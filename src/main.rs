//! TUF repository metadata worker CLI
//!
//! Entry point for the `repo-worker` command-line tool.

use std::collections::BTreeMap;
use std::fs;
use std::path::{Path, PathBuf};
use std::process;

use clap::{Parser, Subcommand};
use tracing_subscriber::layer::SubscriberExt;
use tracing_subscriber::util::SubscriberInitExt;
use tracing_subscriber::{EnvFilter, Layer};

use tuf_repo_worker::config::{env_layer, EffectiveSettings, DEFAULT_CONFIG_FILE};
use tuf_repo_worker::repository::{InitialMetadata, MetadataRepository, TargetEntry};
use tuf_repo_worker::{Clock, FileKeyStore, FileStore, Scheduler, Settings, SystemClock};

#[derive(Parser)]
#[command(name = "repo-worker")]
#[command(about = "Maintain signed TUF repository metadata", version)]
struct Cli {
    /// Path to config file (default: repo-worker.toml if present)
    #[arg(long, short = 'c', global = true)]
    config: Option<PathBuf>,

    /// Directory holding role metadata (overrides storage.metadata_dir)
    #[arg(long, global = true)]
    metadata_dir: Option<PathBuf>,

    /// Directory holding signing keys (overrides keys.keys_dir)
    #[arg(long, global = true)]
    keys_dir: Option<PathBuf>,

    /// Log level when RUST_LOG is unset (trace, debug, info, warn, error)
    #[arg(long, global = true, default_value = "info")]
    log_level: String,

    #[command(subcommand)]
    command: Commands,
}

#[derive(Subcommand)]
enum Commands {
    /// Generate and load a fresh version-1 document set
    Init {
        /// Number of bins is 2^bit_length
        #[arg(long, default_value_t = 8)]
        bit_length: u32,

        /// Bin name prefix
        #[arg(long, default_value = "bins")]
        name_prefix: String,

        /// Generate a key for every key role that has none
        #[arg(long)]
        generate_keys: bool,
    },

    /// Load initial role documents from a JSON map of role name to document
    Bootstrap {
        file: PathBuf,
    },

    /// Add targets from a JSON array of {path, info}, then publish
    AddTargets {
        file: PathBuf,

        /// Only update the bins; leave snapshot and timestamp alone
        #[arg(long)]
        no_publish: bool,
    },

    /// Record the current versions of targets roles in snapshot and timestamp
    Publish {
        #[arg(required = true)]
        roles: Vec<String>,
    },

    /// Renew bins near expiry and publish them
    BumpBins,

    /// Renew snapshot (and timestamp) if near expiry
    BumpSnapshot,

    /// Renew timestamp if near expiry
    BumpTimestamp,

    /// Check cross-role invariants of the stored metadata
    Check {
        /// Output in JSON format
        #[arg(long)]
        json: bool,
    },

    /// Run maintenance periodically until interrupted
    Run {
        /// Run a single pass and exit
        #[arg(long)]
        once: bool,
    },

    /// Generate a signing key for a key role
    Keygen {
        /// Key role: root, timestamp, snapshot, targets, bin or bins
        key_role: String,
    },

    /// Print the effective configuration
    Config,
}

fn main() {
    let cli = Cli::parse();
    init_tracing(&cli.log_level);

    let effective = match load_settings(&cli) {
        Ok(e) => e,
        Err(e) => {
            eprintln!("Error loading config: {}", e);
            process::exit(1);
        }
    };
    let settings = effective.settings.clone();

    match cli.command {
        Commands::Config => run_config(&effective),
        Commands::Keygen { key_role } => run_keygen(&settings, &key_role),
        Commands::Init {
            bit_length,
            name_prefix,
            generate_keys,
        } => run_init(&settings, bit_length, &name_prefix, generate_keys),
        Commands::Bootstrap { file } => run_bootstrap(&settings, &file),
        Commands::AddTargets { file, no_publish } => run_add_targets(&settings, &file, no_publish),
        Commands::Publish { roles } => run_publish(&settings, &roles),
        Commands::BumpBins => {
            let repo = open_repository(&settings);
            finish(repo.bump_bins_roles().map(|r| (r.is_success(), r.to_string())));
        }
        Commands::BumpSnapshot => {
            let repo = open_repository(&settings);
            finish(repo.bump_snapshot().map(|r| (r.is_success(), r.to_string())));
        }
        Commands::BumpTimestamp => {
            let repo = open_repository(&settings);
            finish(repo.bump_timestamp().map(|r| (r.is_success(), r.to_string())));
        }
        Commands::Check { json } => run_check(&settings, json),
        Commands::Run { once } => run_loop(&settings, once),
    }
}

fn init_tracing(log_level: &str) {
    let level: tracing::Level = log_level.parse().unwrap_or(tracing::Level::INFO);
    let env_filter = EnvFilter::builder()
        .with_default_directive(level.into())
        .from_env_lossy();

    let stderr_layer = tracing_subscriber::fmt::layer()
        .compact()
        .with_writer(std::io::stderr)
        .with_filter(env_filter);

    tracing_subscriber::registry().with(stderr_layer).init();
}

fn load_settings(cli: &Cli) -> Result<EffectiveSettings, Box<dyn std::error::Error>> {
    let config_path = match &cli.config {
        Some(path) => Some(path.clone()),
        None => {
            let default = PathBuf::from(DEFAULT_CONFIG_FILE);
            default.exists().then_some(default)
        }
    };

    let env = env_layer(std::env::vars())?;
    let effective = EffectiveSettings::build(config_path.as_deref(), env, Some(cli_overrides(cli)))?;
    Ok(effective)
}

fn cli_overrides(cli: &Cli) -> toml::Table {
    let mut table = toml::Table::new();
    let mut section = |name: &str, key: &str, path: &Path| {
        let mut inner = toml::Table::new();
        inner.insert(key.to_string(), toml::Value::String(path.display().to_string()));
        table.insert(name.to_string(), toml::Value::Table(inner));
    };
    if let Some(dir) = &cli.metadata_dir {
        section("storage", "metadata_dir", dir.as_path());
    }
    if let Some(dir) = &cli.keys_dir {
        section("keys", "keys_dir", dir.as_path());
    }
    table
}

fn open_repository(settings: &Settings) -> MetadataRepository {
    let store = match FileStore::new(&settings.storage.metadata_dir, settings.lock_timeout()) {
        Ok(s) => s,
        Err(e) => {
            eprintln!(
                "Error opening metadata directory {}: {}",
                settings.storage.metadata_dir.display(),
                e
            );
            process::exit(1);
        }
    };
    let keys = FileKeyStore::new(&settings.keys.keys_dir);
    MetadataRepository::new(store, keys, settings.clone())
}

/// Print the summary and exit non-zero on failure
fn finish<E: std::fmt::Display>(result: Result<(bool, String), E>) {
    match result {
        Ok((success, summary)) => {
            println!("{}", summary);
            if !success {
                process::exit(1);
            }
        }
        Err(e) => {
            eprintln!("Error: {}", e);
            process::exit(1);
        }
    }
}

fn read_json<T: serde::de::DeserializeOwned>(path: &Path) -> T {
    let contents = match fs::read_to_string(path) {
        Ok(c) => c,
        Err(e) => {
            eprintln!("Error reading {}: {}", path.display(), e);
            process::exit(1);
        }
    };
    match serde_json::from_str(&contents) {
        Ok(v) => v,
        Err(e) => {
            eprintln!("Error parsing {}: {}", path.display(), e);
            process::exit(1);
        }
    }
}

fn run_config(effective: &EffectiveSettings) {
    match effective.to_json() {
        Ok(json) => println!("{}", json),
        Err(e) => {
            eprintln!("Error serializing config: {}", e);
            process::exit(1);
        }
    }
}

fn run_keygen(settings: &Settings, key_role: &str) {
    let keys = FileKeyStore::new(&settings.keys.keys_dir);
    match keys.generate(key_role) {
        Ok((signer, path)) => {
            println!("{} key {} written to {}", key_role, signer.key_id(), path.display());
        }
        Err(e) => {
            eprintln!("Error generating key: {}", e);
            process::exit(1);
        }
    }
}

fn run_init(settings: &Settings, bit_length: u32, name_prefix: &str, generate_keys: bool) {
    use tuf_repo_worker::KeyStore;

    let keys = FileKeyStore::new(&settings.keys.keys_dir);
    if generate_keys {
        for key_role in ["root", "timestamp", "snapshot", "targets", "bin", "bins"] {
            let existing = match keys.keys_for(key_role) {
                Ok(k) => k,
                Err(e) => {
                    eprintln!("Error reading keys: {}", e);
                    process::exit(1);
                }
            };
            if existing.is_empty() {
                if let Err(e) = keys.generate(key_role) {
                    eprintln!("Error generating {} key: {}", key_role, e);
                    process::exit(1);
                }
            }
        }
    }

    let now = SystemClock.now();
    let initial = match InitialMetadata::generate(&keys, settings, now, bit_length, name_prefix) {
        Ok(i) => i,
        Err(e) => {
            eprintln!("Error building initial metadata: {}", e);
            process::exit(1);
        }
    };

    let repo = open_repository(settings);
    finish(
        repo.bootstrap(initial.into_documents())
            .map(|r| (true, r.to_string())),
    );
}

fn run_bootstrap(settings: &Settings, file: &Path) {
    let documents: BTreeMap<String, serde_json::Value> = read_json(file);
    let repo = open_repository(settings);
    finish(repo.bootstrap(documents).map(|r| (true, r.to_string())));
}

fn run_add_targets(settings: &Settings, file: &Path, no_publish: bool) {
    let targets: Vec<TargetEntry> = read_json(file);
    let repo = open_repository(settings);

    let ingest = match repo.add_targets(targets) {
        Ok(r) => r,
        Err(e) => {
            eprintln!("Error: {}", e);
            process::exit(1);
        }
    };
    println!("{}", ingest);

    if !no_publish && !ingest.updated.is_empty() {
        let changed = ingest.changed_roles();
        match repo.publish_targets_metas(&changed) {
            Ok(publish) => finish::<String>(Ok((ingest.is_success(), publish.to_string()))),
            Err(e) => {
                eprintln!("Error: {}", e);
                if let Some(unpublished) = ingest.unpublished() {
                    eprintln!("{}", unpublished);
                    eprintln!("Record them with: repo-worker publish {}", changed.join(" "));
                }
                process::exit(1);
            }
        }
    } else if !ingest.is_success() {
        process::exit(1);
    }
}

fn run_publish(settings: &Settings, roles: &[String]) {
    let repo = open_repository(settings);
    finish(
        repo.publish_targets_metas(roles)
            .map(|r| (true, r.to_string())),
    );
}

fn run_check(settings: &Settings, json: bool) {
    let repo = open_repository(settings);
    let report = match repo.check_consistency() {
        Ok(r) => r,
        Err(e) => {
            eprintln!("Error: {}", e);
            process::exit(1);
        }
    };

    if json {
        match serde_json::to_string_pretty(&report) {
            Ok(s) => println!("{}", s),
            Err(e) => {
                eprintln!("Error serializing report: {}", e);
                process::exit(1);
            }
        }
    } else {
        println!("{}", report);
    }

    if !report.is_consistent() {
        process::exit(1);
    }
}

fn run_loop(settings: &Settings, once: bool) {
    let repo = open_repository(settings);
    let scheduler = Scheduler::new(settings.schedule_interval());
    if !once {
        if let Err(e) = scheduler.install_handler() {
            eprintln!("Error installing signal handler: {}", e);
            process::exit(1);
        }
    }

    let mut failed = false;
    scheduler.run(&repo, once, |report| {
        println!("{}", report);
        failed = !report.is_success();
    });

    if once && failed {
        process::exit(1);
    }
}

----

▸ INSTRUCTIONS FOR THE TASK
Reply with only the number of lines in the entries that contain the word "once".

▸ EXERCISE RESPONSE
6